今日読み終えた本

隠蔽捜査 (新潮文庫)

隠蔽捜査 (新潮文庫)

’05年、「このミステリーがすごい!」国内編第20位にランクインした吉川英治文学
新人賞受賞作。
竜崎伸也警視長は、46才。警察庁長官官房の総務課長をつとめる、いわゆるエリートキャリアだ。物語の前半では、かなり毛色の変わったコチコチの人物のように描かれる。
都内と近郊で起きた3件の殺人事件。被害者はいずれも少年時代に凶悪な事件を
起こしながら、法律に守られ短い刑期で社会復帰してきた者ばかりだった。
彼はマスコミ対策に遺漏の無い様に事件の推移を見守っていたが、犯行の間隔から現職警察官の犯行ではないかと考える。捜査はその通りに進み、容疑者が特定され、ある警察官が自白するが、この警察組織を揺るがす大事件に、予測される警察批判を怖れた警察庁上層部の一部が、真相を隠蔽しようと動きはじめる。竜崎は断固これに反対する。
一方竜崎家でも問題が発生する。彼の息子がヘロインを使用していたのだ。もみ消すか、自首させるか、表ざたになれば自分の築き上げてきた地位も仕事も崩れ、娘の
縁談もご破算になってしまう。
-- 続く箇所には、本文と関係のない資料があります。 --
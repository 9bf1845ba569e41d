use std::collections::BTreeMap;

use serde::{Deserialize, Serialize};

#[derive(Debug, Clone, Copy, PartialEq, Eq, Hash, Serialize, Deserialize)]
#[serde(rename_all = "lowercase")]
pub enum Priority {
    High,
    Medium,
    Low,
}

impl Priority {
    fn rank(self) -> u8 {
        match self {
            Priority::High => 3,
            Priority::Medium => 2,
            Priority::Low => 1,
        }
    }

    pub fn as_str(self) -> &'static str {
        match self {
            Priority::High => "high",
            Priority::Medium => "medium",
            Priority::Low => "low",
        }
    }
}

#[derive(Debug, Clone, PartialEq, Eq, Serialize, Deserialize)]
#[serde(rename_all = "camelCase")]
pub struct TestCase {
    pub id: String,
    pub title: String,
    #[serde(default)]
    pub description: String,
    #[serde(default)]
    pub category: String,
    pub priority: Priority,
    #[serde(default)]
    pub steps: Vec<String>,
    #[serde(default, alias = "expected_results")]
    pub expected_results: Vec<String>,
    #[serde(default, alias = "validation_table", skip_serializing_if = "Option::is_none")]
    pub validation_table: Option<BTreeMap<String, String>>,
    #[serde(default, alias = "kb_compliant", skip_serializing_if = "Option::is_none")]
    pub kb_compliant: Option<bool>,
    #[serde(default, alias = "kb_references")]
    pub kb_references: Vec<String>,
}

/// Partial edit of a test case; `None` leaves a field untouched.
#[derive(Debug, Clone, PartialEq, Eq, Default, Serialize)]
#[serde(rename_all = "camelCase")]
pub struct TestCasePatch {
    #[serde(skip_serializing_if = "Option::is_none")]
    pub title: Option<String>,
    #[serde(skip_serializing_if = "Option::is_none")]
    pub description: Option<String>,
    #[serde(skip_serializing_if = "Option::is_none")]
    pub category: Option<String>,
    #[serde(skip_serializing_if = "Option::is_none")]
    pub priority: Option<Priority>,
    #[serde(skip_serializing_if = "Option::is_none")]
    pub steps: Option<Vec<String>>,
    #[serde(skip_serializing_if = "Option::is_none")]
    pub expected_results: Option<Vec<String>>,
}

impl TestCasePatch {
    pub fn apply_to(&self, case: &mut TestCase) {
        if let Some(title) = &self.title {
            case.title = title.clone();
        }
        if let Some(description) = &self.description {
            case.description = description.clone();
        }
        if let Some(category) = &self.category {
            case.category = category.clone();
        }
        if let Some(priority) = self.priority {
            case.priority = priority;
        }
        if let Some(steps) = &self.steps {
            case.steps = steps.clone();
        }
        if let Some(expected) = &self.expected_results {
            case.expected_results = expected.clone();
        }
    }
}

#[derive(Debug, Clone, Copy, PartialEq, Eq, Default)]
pub enum SortBy {
    #[default]
    Id,
    Priority,
    Category,
    KbCompliance,
}

#[derive(Debug, Clone, PartialEq, Eq, Default)]
pub struct TestCaseFilter {
    /// `None` shows every category.
    pub category: Option<String>,
    pub priority: Option<Priority>,
    pub kb_compliant_only: bool,
    pub search: String,
}

impl TestCaseFilter {
    pub fn is_active(&self) -> bool {
        self.category.is_some()
            || self.priority.is_some()
            || self.kb_compliant_only
            || !self.search.trim().is_empty()
    }

    fn matches(&self, case: &TestCase) -> bool {
        if let Some(category) = &self.category {
            if &case.category != category {
                return false;
            }
        }
        if let Some(priority) = self.priority {
            if case.priority != priority {
                return false;
            }
        }
        if self.kb_compliant_only && case.kb_compliant != Some(true) {
            return false;
        }
        let needle = self.search.trim().to_lowercase();
        needle.is_empty()
            || case.title.to_lowercase().contains(&needle)
            || case.description.to_lowercase().contains(&needle)
    }
}

/// Numeric ids first in numeric order, then the rest lexically.
fn id_sort_key(id: &str) -> (bool, u64, &str) {
    match id.parse::<u64>() {
        Ok(n) => (false, n, id),
        Err(_) => (true, 0, id),
    }
}

/// Review board of generated test cases with filtering and sorting.
#[derive(Debug, Clone, PartialEq, Eq, Default)]
pub struct TestCaseBoard {
    cases: Vec<TestCase>,
    selected: Option<String>,
    filter: TestCaseFilter,
    sort_by: SortBy,
}

impl TestCaseBoard {
    pub fn all(&self) -> &[TestCase] {
        &self.cases
    }

    pub fn len(&self) -> usize {
        self.cases.len()
    }

    pub fn is_empty(&self) -> bool {
        self.cases.is_empty()
    }

    pub fn get(&self, id: &str) -> Option<&TestCase> {
        self.cases.iter().find(|c| c.id == id)
    }

    pub fn selected(&self) -> Option<&TestCase> {
        self.selected.as_deref().and_then(|id| self.get(id))
    }

    pub fn filter(&self) -> &TestCaseFilter {
        &self.filter
    }

    pub fn sort_by(&self) -> SortBy {
        self.sort_by
    }

    pub fn set_all(&mut self, cases: Vec<TestCase>) {
        self.cases = cases;
        if self.selected().is_none() {
            self.selected = None;
        }
    }

    /// Replaces a case with the same id, otherwise appends.
    pub fn upsert(&mut self, case: TestCase) {
        match self.cases.iter_mut().find(|c| c.id == case.id) {
            Some(existing) => *existing = case,
            None => self.cases.push(case),
        }
    }

    pub fn update(&mut self, id: &str, patch: &TestCasePatch) -> bool {
        match self.cases.iter_mut().find(|c| c.id == id) {
            Some(case) => {
                patch.apply_to(case);
                true
            }
            None => false,
        }
    }

    pub fn delete(&mut self, id: &str) -> bool {
        let before = self.cases.len();
        self.cases.retain(|c| c.id != id);
        if self.selected.as_deref() == Some(id) {
            self.selected = None;
        }
        self.cases.len() != before
    }

    pub fn select(&mut self, id: Option<&str>) {
        self.selected = id.filter(|id| self.get(id).is_some()).map(ToOwned::to_owned);
    }

    pub fn set_category_filter(&mut self, category: Option<String>) {
        self.filter.category = category;
    }

    pub fn set_priority_filter(&mut self, priority: Option<Priority>) {
        self.filter.priority = priority;
    }

    pub fn set_kb_compliant_only(&mut self, only: bool) {
        self.filter.kb_compliant_only = only;
    }

    pub fn set_search(&mut self, search: String) {
        self.filter.search = search;
    }

    pub fn clear_filters(&mut self) {
        self.filter = TestCaseFilter::default();
    }

    pub fn set_sort_by(&mut self, sort_by: SortBy) {
        self.sort_by = sort_by;
    }

    /// Filtered and sorted view. Sorting is stable, so ties keep board order.
    pub fn visible(&self) -> Vec<&TestCase> {
        let mut visible: Vec<&TestCase> =
            self.cases.iter().filter(|c| self.filter.matches(c)).collect();
        match self.sort_by {
            SortBy::Id => visible.sort_by(|a, b| id_sort_key(&a.id).cmp(&id_sort_key(&b.id))),
            SortBy::Priority => {
                visible.sort_by(|a, b| b.priority.rank().cmp(&a.priority.rank()))
            }
            SortBy::Category => visible.sort_by(|a, b| a.category.cmp(&b.category)),
            SortBy::KbCompliance => visible.sort_by_key(|c| match c.kb_compliant {
                Some(true) => 0,
                Some(false) => 1,
                None => 2,
            }),
        }
        visible
    }

    pub fn categories(&self) -> Vec<String> {
        let mut categories: Vec<String> = self.cases.iter().map(|c| c.category.clone()).collect();
        categories.sort();
        categories.dedup();
        categories
    }
}

#[cfg(test)]
mod tests {
    use super::*;
    use pretty_assertions::assert_eq;

    fn case(id: &str, category: &str, priority: Priority, compliant: Option<bool>) -> TestCase {
        TestCase {
            id: id.to_string(),
            title: format!("Case {id}"),
            description: format!("Checks the {category} flow"),
            category: category.to_string(),
            priority,
            steps: Vec::new(),
            expected_results: Vec::new(),
            validation_table: None,
            kb_compliant: compliant,
            kb_references: Vec::new(),
        }
    }

    fn board() -> TestCaseBoard {
        let mut board = TestCaseBoard::default();
        board.set_all(vec![
            case("10", "Search", Priority::Low, None),
            case("2", "Authentication", Priority::High, Some(true)),
            case("1", "Authentication", Priority::Medium, Some(false)),
            case("3", "Export", Priority::High, Some(true)),
        ]);
        board
    }

    fn ids(cases: Vec<&TestCase>) -> Vec<&str> {
        cases.into_iter().map(|c| c.id.as_str()).collect()
    }

    #[test]
    fn sorts_ids_numerically() {
        assert_eq!(ids(board().visible()), vec!["1", "2", "3", "10"]);
    }

    #[test]
    fn mixed_ids_sort_numbers_first_then_text() {
        let mut board = TestCaseBoard::default();
        board.set_all(
            (0..200)
                .rev()
                .flat_map(|n| [format!("{n}"), format!("{n}a"), format!("TC-{n}")])
                .map(|id| case(&id, "Search", Priority::Low, None))
                .collect(),
        );

        let sorted = ids(board.visible());
        assert_eq!(sorted.len(), 600);
        assert_eq!(&sorted[..3], &["0", "1", "2"]);
        assert_eq!(sorted[199], "199");
        assert_eq!(&sorted[200..203], &["0a", "100a", "101a"]);
        assert_eq!(sorted[599], "TC-99");

        let numeric: Vec<u64> = sorted[..200].iter().map(|id| id.parse().unwrap()).collect();
        assert!(numeric.windows(2).all(|w| w[0] < w[1]));
        assert!(sorted[200..].windows(2).all(|w| w[0] < w[1]));
    }

    #[test]
    fn sorts_by_priority_high_first_and_stable() {
        let mut board = board();
        board.set_sort_by(SortBy::Priority);
        assert_eq!(ids(board.visible()), vec!["2", "3", "1", "10"]);
    }

    #[test]
    fn sorts_by_kb_compliance() {
        let mut board = board();
        board.set_sort_by(SortBy::KbCompliance);
        assert_eq!(ids(board.visible()), vec!["2", "3", "1", "10"]);
    }

    #[test]
    fn filters_combine() {
        let mut board = board();
        board.set_category_filter(Some("Authentication".to_string()));
        assert_eq!(ids(board.visible()), vec!["1", "2"]);
        board.set_kb_compliant_only(true);
        assert_eq!(ids(board.visible()), vec!["2"]);
        assert!(board.filter().is_active());

        board.clear_filters();
        board.set_search("EXPORT".to_string());
        assert_eq!(ids(board.visible()), vec!["3"]);
        board.set_priority_filter(Some(Priority::Low));
        assert!(board.visible().is_empty());
    }

    #[test]
    fn categories_are_sorted_and_unique() {
        assert_eq!(
            board().categories(),
            vec!["Authentication", "Export", "Search"]
        );
    }

    #[test]
    fn edits_and_deletes() {
        let mut board = board();
        board.select(Some("3"));
        assert!(board.update(
            "3",
            &TestCasePatch {
                title: Some("Export to Excel".to_string()),
                priority: Some(Priority::Medium),
                ..TestCasePatch::default()
            }
        ));
        let edited = board.get("3").unwrap();
        assert_eq!(edited.title, "Export to Excel");
        assert_eq!(edited.priority, Priority::Medium);
        assert_eq!(edited.category, "Export");

        assert!(board.delete("3"));
        assert!(board.selected().is_none());
        assert!(!board.update("3", &TestCasePatch::default()));
        board.select(Some("missing"));
        assert!(board.selected().is_none());
    }

    #[test]
    fn upsert_replaces_by_id() {
        let mut board = board();
        board.upsert(case("1", "Authentication", Priority::High, Some(true)));
        board.upsert(case("4", "Reports", Priority::Low, None));
        assert_eq!(board.len(), 5);
        assert_eq!(board.get("1").unwrap().priority, Priority::High);
    }

    #[test]
    fn decodes_camel_and_snake_case_payloads() {
        let camel: TestCase = serde_json::from_str(
            r#"{"id":"7","title":"T","priority":"high","expectedResults":["ok"],"kbCompliant":true}"#,
        )
        .unwrap();
        let snake: TestCase = serde_json::from_str(
            r#"{"id":"7","title":"T","priority":"high","expected_results":["ok"],"kb_compliant":true}"#,
        )
        .unwrap();
        assert_eq!(camel, snake);
        assert_eq!(camel.expected_results, vec!["ok".to_string()]);
    }
}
迷った末に彼が選んだ道は・・・。
私たち庶民から見れば、鼻持ちならない超エリートだが、特権ある者は重い責務を負うということをモットーに、竜崎はすべてに原理原則で向きあい、正義を全うしようと
する。
本書は、今までになかったキャリア官僚を主人公に据えた、警察という特殊な組織の中でのエリート官僚の動きを追った、異色警察官僚小説である。